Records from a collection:

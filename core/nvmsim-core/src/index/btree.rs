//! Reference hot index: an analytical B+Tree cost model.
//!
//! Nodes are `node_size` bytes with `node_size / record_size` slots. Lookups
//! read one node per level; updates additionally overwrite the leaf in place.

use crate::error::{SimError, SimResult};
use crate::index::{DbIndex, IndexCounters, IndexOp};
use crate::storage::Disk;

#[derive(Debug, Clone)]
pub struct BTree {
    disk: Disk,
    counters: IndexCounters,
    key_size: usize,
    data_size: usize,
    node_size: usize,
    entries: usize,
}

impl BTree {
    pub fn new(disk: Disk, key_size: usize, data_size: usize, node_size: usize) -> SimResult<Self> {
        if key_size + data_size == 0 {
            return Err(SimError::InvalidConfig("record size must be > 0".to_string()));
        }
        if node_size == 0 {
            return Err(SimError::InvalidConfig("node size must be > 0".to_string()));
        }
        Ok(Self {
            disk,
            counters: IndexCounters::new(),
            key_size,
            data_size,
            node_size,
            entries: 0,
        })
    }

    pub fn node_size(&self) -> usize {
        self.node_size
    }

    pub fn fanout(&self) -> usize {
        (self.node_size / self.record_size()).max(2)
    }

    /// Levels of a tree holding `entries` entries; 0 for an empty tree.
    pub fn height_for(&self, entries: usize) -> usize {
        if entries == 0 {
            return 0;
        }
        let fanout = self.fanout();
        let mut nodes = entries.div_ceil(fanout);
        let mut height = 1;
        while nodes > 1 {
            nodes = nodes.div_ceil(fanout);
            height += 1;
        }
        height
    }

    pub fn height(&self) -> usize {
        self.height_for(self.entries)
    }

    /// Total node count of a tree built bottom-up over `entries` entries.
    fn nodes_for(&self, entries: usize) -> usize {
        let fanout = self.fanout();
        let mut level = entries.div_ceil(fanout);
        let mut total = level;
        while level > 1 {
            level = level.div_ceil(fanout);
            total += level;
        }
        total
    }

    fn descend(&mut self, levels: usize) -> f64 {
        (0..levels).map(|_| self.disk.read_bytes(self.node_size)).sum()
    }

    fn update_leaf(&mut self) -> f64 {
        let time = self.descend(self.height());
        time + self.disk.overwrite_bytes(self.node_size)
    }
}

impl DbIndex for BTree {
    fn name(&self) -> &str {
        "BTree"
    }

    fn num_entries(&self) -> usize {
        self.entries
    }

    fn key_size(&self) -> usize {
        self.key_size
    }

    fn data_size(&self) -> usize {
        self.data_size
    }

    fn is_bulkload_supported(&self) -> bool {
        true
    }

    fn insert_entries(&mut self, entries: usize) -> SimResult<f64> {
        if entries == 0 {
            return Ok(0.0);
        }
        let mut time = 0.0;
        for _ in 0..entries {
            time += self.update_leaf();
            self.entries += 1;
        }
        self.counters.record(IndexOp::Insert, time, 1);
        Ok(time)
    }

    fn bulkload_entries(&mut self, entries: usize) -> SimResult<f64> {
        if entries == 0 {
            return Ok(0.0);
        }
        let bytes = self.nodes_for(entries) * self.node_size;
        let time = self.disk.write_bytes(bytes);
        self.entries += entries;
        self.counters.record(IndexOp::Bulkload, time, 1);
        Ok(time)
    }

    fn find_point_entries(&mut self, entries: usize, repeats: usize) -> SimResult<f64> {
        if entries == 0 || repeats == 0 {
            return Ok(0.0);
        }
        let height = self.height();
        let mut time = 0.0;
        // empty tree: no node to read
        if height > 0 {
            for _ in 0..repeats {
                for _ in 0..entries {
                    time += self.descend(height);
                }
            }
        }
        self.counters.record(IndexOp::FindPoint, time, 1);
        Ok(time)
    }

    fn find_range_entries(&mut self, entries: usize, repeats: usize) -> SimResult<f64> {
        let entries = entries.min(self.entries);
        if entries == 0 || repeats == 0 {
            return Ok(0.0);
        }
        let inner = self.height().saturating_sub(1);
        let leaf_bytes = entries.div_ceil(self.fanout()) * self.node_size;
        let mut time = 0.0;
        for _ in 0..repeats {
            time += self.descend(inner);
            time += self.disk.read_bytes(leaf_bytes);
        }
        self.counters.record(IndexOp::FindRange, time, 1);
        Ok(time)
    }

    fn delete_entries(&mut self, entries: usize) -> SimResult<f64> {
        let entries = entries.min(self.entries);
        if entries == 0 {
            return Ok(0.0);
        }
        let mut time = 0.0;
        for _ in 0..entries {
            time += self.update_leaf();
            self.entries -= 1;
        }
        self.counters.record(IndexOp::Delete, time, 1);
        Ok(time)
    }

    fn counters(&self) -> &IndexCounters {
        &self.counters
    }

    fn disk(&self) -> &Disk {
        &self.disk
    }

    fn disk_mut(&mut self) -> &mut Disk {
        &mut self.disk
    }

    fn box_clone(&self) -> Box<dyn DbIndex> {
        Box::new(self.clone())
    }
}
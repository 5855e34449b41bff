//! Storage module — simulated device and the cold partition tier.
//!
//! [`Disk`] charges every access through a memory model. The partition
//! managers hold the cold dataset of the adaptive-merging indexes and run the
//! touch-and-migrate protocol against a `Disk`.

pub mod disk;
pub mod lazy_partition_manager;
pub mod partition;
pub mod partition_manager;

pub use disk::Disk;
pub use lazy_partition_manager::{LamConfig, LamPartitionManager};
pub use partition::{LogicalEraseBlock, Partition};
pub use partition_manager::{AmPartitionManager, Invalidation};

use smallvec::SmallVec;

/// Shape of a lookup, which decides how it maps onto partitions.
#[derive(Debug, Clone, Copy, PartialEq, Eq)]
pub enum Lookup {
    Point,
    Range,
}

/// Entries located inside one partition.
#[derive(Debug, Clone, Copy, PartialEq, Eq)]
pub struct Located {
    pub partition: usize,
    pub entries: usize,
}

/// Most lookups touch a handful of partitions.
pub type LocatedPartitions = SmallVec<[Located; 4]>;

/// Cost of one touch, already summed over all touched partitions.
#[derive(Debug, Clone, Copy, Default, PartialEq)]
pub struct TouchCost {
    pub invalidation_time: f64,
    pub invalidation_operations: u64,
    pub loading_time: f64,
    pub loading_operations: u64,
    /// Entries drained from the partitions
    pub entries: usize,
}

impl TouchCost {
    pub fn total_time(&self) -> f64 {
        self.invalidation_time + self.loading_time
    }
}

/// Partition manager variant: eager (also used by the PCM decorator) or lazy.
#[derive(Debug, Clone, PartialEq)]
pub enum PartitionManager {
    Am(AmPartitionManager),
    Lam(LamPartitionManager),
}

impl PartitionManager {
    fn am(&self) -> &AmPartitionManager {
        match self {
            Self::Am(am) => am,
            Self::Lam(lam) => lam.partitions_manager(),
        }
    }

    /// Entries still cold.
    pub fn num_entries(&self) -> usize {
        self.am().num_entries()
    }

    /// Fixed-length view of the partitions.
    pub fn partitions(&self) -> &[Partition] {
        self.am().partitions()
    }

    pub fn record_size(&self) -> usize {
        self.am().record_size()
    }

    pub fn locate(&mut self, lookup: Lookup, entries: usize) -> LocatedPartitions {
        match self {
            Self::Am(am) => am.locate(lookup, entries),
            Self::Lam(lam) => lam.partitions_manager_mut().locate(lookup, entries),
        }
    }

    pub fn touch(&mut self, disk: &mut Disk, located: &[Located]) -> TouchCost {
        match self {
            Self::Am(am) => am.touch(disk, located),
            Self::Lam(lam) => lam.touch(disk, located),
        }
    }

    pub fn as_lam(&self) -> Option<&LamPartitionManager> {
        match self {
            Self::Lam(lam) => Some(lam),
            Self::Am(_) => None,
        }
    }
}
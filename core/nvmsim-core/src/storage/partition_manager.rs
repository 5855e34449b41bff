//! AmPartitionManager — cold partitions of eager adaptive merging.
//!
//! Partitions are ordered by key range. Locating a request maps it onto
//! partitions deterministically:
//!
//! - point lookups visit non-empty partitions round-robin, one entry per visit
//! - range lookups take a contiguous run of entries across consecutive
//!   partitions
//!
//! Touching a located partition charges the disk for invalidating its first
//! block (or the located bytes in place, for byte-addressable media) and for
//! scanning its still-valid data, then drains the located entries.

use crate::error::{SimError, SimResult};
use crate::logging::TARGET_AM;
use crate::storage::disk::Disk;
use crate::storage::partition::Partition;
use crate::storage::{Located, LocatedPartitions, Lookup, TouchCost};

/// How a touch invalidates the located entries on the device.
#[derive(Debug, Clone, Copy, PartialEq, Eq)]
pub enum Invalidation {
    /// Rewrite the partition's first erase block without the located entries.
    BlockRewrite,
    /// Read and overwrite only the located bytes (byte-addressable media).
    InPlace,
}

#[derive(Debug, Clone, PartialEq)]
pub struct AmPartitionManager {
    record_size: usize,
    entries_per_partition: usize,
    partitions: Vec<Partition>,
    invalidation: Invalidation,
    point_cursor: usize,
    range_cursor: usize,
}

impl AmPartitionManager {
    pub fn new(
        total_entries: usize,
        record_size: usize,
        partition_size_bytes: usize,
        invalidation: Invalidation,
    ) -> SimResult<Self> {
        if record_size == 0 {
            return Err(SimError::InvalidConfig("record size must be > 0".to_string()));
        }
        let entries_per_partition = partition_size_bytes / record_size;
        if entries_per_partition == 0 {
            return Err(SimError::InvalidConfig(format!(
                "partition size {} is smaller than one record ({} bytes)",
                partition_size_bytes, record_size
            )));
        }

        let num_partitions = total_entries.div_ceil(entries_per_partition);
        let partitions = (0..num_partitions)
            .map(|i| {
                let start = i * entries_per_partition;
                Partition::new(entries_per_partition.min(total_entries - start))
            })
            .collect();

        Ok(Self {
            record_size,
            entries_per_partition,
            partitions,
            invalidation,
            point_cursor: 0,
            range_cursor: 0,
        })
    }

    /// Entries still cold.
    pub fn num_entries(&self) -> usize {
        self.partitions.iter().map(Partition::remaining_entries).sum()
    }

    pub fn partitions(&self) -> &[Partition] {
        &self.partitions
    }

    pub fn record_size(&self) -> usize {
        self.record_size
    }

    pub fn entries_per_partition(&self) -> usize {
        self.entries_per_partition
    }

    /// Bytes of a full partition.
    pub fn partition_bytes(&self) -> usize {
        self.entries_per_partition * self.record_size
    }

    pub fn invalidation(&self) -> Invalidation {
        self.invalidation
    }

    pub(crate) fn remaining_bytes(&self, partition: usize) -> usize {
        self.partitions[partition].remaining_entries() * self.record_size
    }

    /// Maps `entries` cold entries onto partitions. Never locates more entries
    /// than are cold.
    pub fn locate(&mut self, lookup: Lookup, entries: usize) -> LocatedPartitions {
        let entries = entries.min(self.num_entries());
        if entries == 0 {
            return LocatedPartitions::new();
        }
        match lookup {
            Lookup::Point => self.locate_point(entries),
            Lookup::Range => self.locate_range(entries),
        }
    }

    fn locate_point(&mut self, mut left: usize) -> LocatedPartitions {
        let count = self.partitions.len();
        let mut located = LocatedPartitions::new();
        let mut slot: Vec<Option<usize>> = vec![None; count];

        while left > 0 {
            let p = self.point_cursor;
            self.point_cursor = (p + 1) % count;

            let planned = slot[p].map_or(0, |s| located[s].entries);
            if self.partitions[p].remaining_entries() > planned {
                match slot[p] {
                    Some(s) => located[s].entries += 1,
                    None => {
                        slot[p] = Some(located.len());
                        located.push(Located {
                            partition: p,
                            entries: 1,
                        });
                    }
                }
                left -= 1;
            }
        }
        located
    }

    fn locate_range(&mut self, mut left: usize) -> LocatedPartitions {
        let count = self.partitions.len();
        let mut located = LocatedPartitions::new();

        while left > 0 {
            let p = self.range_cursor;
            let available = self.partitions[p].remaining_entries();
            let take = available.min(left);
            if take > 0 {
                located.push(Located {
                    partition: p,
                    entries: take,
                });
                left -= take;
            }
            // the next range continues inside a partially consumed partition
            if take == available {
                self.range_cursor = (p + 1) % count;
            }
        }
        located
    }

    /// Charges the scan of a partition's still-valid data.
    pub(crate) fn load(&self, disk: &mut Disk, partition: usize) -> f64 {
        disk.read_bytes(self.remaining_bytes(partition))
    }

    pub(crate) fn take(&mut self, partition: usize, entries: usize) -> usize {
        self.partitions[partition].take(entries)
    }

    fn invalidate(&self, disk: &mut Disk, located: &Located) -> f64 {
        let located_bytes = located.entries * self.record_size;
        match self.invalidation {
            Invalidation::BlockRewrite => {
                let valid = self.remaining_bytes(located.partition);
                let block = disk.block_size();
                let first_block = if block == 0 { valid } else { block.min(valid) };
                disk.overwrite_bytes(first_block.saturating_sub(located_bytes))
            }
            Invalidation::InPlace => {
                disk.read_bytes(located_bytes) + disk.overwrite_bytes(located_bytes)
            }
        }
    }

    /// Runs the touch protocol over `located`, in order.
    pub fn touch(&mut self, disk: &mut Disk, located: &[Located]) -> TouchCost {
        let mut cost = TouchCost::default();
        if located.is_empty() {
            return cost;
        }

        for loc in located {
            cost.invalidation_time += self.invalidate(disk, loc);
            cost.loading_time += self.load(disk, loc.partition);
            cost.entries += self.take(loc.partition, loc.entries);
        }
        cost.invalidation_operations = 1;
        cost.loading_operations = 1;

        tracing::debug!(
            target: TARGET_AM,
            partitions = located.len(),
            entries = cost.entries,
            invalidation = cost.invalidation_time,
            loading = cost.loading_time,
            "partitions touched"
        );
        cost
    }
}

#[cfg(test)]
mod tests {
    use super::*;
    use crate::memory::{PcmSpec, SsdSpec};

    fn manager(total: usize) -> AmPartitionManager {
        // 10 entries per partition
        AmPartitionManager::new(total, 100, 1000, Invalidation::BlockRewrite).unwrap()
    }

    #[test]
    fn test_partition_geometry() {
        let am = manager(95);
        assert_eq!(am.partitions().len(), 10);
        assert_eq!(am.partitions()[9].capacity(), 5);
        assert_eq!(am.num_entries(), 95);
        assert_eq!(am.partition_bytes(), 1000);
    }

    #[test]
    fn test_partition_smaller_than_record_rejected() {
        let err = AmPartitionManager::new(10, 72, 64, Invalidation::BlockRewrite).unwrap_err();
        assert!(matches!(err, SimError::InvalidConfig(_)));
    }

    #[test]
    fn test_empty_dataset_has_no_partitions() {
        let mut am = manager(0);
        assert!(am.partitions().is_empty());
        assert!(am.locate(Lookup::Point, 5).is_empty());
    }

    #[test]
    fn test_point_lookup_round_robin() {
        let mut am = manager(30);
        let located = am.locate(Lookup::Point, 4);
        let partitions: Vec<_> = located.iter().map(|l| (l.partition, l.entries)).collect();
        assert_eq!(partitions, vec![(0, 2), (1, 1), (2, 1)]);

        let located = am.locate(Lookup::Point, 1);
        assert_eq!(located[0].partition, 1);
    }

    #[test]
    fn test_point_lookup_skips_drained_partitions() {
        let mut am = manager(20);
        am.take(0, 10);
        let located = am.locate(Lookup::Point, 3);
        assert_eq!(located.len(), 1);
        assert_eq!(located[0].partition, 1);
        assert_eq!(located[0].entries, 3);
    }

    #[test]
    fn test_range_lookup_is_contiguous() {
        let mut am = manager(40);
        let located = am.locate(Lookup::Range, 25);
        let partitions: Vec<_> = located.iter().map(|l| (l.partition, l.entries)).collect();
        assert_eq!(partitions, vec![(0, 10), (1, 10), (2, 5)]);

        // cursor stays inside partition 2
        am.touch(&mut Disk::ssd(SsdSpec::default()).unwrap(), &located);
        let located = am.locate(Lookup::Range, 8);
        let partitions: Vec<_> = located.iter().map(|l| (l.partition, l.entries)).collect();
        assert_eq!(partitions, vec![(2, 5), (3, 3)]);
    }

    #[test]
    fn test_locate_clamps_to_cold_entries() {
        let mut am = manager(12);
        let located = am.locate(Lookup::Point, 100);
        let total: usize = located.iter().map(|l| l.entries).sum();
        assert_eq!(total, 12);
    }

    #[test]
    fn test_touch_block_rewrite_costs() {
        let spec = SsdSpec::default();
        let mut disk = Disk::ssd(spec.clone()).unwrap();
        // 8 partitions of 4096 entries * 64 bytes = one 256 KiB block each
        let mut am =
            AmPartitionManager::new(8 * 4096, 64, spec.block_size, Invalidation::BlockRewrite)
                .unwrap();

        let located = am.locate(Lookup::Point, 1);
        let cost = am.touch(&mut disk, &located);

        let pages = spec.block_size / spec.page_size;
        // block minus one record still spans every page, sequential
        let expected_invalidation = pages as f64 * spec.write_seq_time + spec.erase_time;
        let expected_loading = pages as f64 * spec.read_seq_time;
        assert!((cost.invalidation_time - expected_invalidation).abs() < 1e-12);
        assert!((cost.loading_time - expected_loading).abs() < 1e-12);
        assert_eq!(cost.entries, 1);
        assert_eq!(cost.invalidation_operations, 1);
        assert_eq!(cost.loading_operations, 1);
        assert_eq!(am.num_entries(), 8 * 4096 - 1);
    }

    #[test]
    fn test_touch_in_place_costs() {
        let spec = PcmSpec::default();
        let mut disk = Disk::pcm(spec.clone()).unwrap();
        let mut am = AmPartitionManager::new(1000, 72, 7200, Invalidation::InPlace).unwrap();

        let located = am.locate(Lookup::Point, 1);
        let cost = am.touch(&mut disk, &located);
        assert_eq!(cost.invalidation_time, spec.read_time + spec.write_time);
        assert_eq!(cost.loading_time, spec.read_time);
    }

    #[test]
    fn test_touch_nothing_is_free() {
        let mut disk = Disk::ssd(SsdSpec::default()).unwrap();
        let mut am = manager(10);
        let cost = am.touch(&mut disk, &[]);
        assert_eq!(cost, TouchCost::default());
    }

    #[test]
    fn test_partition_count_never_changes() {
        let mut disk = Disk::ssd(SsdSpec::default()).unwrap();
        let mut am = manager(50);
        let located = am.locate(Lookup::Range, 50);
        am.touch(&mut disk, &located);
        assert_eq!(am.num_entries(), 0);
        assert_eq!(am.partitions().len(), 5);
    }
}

Work to complete: Display each line of the data where "touched" occurs.

Result for this task:
/// Cost of one touch, already summed over all touched partitions.
            "partitions touched"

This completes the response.